**Your assignment**
Please quote exactly the lines below from the line containing "self.path.with_file_name(name)" to the line containing "fn stage(&self, notes: &[Note])", both lines included, and nothing else.
======
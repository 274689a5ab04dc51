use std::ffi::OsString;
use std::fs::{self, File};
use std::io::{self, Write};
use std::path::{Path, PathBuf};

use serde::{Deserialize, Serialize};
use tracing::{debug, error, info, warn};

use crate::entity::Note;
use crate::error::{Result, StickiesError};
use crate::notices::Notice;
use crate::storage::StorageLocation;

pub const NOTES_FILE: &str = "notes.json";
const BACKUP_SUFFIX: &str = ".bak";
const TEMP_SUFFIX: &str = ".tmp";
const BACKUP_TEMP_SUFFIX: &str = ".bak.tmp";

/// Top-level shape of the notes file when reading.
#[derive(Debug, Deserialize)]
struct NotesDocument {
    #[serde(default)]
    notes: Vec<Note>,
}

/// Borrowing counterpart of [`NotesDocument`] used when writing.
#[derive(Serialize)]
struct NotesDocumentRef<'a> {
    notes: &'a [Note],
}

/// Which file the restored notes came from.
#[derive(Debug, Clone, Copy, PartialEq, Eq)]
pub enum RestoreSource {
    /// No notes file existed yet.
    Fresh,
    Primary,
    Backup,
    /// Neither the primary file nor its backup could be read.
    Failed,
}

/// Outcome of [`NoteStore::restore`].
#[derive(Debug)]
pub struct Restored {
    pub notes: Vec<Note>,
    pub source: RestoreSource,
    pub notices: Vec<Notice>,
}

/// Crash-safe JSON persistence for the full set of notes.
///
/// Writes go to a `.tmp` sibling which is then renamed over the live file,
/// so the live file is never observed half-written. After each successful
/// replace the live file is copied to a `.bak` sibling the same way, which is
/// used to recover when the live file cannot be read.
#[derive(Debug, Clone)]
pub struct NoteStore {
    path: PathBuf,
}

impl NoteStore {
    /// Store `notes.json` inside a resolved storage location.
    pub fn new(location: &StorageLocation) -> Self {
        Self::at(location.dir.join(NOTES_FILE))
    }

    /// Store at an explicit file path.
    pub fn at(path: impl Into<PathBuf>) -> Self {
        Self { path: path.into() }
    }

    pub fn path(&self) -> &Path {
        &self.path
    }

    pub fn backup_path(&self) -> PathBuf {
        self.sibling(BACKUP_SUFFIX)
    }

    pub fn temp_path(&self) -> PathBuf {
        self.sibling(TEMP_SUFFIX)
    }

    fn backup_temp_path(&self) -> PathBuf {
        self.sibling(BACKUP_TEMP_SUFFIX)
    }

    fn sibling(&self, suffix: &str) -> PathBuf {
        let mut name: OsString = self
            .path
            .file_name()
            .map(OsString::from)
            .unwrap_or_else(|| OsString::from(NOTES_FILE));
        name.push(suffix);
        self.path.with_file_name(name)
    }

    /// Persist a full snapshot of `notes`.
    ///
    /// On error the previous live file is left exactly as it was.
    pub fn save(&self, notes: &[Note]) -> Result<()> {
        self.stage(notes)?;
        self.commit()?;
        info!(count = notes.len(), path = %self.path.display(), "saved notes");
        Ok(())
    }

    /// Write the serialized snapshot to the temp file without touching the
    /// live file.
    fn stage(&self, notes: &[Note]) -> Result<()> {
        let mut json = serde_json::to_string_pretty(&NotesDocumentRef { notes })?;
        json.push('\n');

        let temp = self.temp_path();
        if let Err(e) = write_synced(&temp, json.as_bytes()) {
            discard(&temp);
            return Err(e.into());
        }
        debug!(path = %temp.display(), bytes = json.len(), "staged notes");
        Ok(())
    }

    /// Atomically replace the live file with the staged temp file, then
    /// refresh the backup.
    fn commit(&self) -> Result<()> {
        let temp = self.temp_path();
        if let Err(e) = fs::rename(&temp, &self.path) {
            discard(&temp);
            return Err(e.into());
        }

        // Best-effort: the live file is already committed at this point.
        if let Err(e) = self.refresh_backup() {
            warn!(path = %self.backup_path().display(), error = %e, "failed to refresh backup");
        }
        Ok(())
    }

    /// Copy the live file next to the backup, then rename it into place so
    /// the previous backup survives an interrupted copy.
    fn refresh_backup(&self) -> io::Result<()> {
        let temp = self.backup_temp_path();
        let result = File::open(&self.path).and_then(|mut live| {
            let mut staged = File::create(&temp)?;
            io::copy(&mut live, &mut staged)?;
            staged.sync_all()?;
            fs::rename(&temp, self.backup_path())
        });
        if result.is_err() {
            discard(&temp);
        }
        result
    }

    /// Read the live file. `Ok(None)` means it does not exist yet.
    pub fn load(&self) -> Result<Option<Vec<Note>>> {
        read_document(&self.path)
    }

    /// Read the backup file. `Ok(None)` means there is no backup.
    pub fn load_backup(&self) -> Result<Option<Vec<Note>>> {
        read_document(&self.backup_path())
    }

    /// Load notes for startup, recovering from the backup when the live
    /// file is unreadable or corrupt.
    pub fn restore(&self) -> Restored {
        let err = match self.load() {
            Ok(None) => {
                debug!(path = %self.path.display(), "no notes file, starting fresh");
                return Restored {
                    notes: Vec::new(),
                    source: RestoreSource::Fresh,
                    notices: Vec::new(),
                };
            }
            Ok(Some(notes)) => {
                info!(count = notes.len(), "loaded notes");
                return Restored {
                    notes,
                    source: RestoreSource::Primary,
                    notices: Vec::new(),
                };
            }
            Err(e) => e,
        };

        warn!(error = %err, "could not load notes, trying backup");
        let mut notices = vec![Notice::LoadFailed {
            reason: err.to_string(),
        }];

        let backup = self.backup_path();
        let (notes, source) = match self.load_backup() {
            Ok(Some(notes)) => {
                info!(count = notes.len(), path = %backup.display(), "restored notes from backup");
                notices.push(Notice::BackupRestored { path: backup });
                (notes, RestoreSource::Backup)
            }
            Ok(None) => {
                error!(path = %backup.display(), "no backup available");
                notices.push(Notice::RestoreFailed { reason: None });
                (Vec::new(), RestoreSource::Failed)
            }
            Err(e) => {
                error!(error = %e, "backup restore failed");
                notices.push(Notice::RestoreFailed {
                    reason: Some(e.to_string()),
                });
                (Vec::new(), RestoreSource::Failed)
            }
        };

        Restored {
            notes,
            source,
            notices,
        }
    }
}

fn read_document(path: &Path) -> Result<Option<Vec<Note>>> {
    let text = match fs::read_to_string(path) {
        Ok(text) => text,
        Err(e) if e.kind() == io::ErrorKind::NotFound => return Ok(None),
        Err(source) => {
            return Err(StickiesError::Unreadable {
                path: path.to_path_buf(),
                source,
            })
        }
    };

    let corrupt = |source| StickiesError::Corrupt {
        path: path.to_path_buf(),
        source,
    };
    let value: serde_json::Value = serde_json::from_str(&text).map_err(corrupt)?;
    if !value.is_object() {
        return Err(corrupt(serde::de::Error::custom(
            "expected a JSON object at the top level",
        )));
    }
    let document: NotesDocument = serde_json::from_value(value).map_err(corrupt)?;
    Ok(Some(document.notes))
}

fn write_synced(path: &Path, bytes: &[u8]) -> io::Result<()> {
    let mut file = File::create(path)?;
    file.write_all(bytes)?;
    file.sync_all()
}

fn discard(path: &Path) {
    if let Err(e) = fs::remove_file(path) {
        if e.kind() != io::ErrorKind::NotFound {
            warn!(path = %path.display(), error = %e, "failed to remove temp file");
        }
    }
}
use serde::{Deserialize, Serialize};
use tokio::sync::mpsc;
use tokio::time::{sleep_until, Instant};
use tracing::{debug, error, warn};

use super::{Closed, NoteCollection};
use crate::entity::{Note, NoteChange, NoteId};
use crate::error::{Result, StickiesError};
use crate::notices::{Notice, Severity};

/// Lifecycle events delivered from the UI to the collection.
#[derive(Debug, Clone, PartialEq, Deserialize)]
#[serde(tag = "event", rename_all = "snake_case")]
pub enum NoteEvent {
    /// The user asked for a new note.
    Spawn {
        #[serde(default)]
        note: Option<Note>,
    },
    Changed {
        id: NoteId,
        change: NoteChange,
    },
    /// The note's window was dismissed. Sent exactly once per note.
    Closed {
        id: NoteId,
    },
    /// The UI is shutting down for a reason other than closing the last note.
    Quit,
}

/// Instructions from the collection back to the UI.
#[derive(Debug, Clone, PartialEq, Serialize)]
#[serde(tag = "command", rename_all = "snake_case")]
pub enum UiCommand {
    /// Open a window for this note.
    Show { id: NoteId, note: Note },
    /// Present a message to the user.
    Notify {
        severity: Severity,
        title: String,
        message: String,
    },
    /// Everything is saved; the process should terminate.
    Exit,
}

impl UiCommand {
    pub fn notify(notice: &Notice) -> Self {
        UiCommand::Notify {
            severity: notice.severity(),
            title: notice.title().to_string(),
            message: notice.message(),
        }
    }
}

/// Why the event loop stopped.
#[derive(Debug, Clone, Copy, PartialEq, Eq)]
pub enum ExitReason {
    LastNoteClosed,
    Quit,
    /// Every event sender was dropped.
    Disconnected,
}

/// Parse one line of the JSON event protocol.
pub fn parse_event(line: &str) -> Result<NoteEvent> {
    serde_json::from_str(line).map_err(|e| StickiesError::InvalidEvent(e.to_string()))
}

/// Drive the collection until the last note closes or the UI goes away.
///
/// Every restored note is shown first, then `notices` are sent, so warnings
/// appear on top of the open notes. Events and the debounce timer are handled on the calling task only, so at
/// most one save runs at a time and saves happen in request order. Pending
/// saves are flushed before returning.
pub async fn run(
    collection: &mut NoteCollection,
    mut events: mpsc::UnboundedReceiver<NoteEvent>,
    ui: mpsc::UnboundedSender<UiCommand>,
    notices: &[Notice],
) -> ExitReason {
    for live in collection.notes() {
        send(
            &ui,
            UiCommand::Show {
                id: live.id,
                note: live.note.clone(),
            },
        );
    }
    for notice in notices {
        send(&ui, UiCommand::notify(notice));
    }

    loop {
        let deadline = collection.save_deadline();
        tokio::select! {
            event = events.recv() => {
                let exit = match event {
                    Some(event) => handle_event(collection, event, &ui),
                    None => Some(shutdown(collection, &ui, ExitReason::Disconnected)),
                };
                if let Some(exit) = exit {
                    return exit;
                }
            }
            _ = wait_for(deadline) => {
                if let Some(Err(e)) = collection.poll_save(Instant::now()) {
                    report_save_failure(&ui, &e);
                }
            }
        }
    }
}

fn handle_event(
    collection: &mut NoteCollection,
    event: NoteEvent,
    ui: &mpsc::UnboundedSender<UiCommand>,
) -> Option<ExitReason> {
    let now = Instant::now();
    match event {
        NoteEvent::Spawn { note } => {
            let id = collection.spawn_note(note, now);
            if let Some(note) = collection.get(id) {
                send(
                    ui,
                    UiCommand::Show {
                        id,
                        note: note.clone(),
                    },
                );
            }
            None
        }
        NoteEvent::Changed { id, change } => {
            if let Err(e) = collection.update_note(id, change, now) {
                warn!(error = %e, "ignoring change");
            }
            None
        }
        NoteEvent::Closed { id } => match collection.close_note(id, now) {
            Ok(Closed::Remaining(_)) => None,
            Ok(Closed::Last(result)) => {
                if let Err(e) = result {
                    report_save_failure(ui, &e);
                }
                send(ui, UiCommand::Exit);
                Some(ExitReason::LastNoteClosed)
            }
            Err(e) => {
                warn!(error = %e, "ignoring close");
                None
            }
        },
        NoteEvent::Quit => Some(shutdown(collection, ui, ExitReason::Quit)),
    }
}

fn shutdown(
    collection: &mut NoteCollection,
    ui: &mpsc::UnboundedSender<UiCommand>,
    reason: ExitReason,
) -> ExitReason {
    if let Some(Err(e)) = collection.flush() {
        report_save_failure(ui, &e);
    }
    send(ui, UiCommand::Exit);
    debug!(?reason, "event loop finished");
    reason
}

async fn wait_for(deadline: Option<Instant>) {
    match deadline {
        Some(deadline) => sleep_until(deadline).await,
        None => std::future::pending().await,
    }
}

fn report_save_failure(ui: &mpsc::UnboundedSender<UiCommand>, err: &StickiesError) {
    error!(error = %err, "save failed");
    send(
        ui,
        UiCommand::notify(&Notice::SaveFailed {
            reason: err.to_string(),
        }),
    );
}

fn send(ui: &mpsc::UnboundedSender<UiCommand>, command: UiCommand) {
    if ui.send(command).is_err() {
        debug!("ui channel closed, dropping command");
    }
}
======
**Response**
        self.path.with_file_name(name)
    }

    /// Persist a full snapshot of `notes`.
    ///
    /// On error the previous live file is left exactly as it was.
    pub fn save(&self, notes: &[Note]) -> Result<()> {
        self.stage(notes)?;
        self.commit()?;
        info!(count = notes.len(), path = %self.path.display(), "saved notes");
        Ok(())
    }

    /// Write the serialized snapshot to the temp file without touching the
    /// live file.
    fn stage(&self, notes: &[Note]) -> Result<()> {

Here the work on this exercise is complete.